Attorneys have the option to use social media to enhance their careers and businesses. But each attorney should keep in mind a few precautions before sharing anything. Failure to take these seriously can cost lawyers their jobs, or worse, their bar licenses.
In her Corporate Counsel column, Julie Langdon cautions attorneys:
- Be Wary of Self Promotion
- Keep Your Client’s Information Confidential
- Know Your Social Media Discovery Limits
- Do Not Have Communications with Judicial Officers
- And…Think Before You Post
While written in a more general nature, these rules apply in Texas just the same. Part of my recent San Angelo presentation was Lawyers and Social Media: Is it really advertising?
In Texas, Rules 7.02 and 7.04 govern public media advertising, and yes, social media is a form of electronic advertising, especially where it is open or available to the public (think public law firm page on Facebook, public twitter posts attributed to “firm”). At a minimum, advertising must reflect the lawyer or law firm responsible and the principle office. Under Rule 7.07, lawyers are required to file a copy of advertising (including websites) with the advertising review committee of the State Bar. Generally, advertising via “tombstone” information is not required to be filed. Also, materials that are purely academic, editorial and educational in nature are not required to be filed with the review committee.
From the State Bar, Advertising Rules, Interpretive Comment 17:
The Internet and Similar Services Including Home Pages. (March 1996, revised May 2003, Revised 2010)
Part VII of the Texas Disciplinary Rules of Professional Conduct applies to information disseminated digitally via the Internet. A digitally transmitted message that addresses the availability of a Texas lawyer’s services is a communication subject to Rule 7.02, and when published to the Internet, constitutes an advertisement in the public media.
A website on the Internet that describes a lawyer, law firm or legal services rendered by them is an advertisement in the public media. For the purposes of Part VII of the TDRPC, “website” means a single or multiple page file, posted on a computer server, which describes a lawyer or law firm’s practice or qualifications, to which public access is provided through publication of a uniform resource locator (URL).
Of the pages of a website subject to these rules, many may be accessible without use of the site’s own navigational tools. Of those pages, for the purpose of this Interpretative Comment, the “intended initial access page” is the page of the file on which navigational tools are displayed or, in the case that navigational tools are displayed on several pages, the page which provides the most comprehensive index capability on the site. The intended initial access page of a lawyer or law firm’s website shall include:
1) the name of the lawyer or law firm responsible for the content of the site
2) if areas of law are advertised or claims of special competence are made on the intended initial access page or elsewhere on the site, a conspicuously displayed disclaimer regarding such claims in the language prescribed at Rule 7.04(b); and
3) the geographic location (city or town) in which the lawyer or law firm’s principal office is located. Publication of a link to a separate page bearing the required disclaimer or information required by Rule 7.04(b) does not satisfy this requirement.
Social Media Sites
Landing pages such as those on Facebook, Twitter, LinkedIn, etc. where the landing page is generally available to the public are advertisements. Where access is limited to existing clients and personal friends, filing with the Advertising Review Department is not required.

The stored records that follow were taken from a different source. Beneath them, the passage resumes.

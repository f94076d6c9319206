//! Core services and infrastructure

pub mod error_handling;
pub mod logging;
pub mod retry;
pub mod shutdown;
pub mod version;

Blogs or status updates considered to be educational or informational in nature are not required to be filed with the Advertising Review Department. However, attorneys should be careful to ensure that such postings do not meet the definition of an advertisement subject to the filing requirements.
So, yes, social media sites and blogs can be advertising and in most cases are advertising. Remember all advertising must be filed with the Advertising Review Committee and approved.
Corporate Counsel hits the nail on the head: be wary of self promotion – this is the very advertising the Texas Bar cautions against in the rules. Posting “wins” or settlements can be misleading to the public and create a false or unjustified expectation for future clients. We know that every case is different, and your advertising must acknowledge and state such. So be careful with that self promotion advertising!
Her additional points are well taken. Know that you likely cannot seek discovery by “friending” or otherwise attempting to retrieve information from opposing parties or witnesses, unless of course you disclose the purpose of your “friend” request. Know that you must keep client information confidential absent your client’s consent to disclose his information. Know that “friending” and communicating with judges and court staff could be ex parte communications which are prohibited. And always, know that you should stop and think before posting anything as nothing is truly private when posted on any social media or internet site.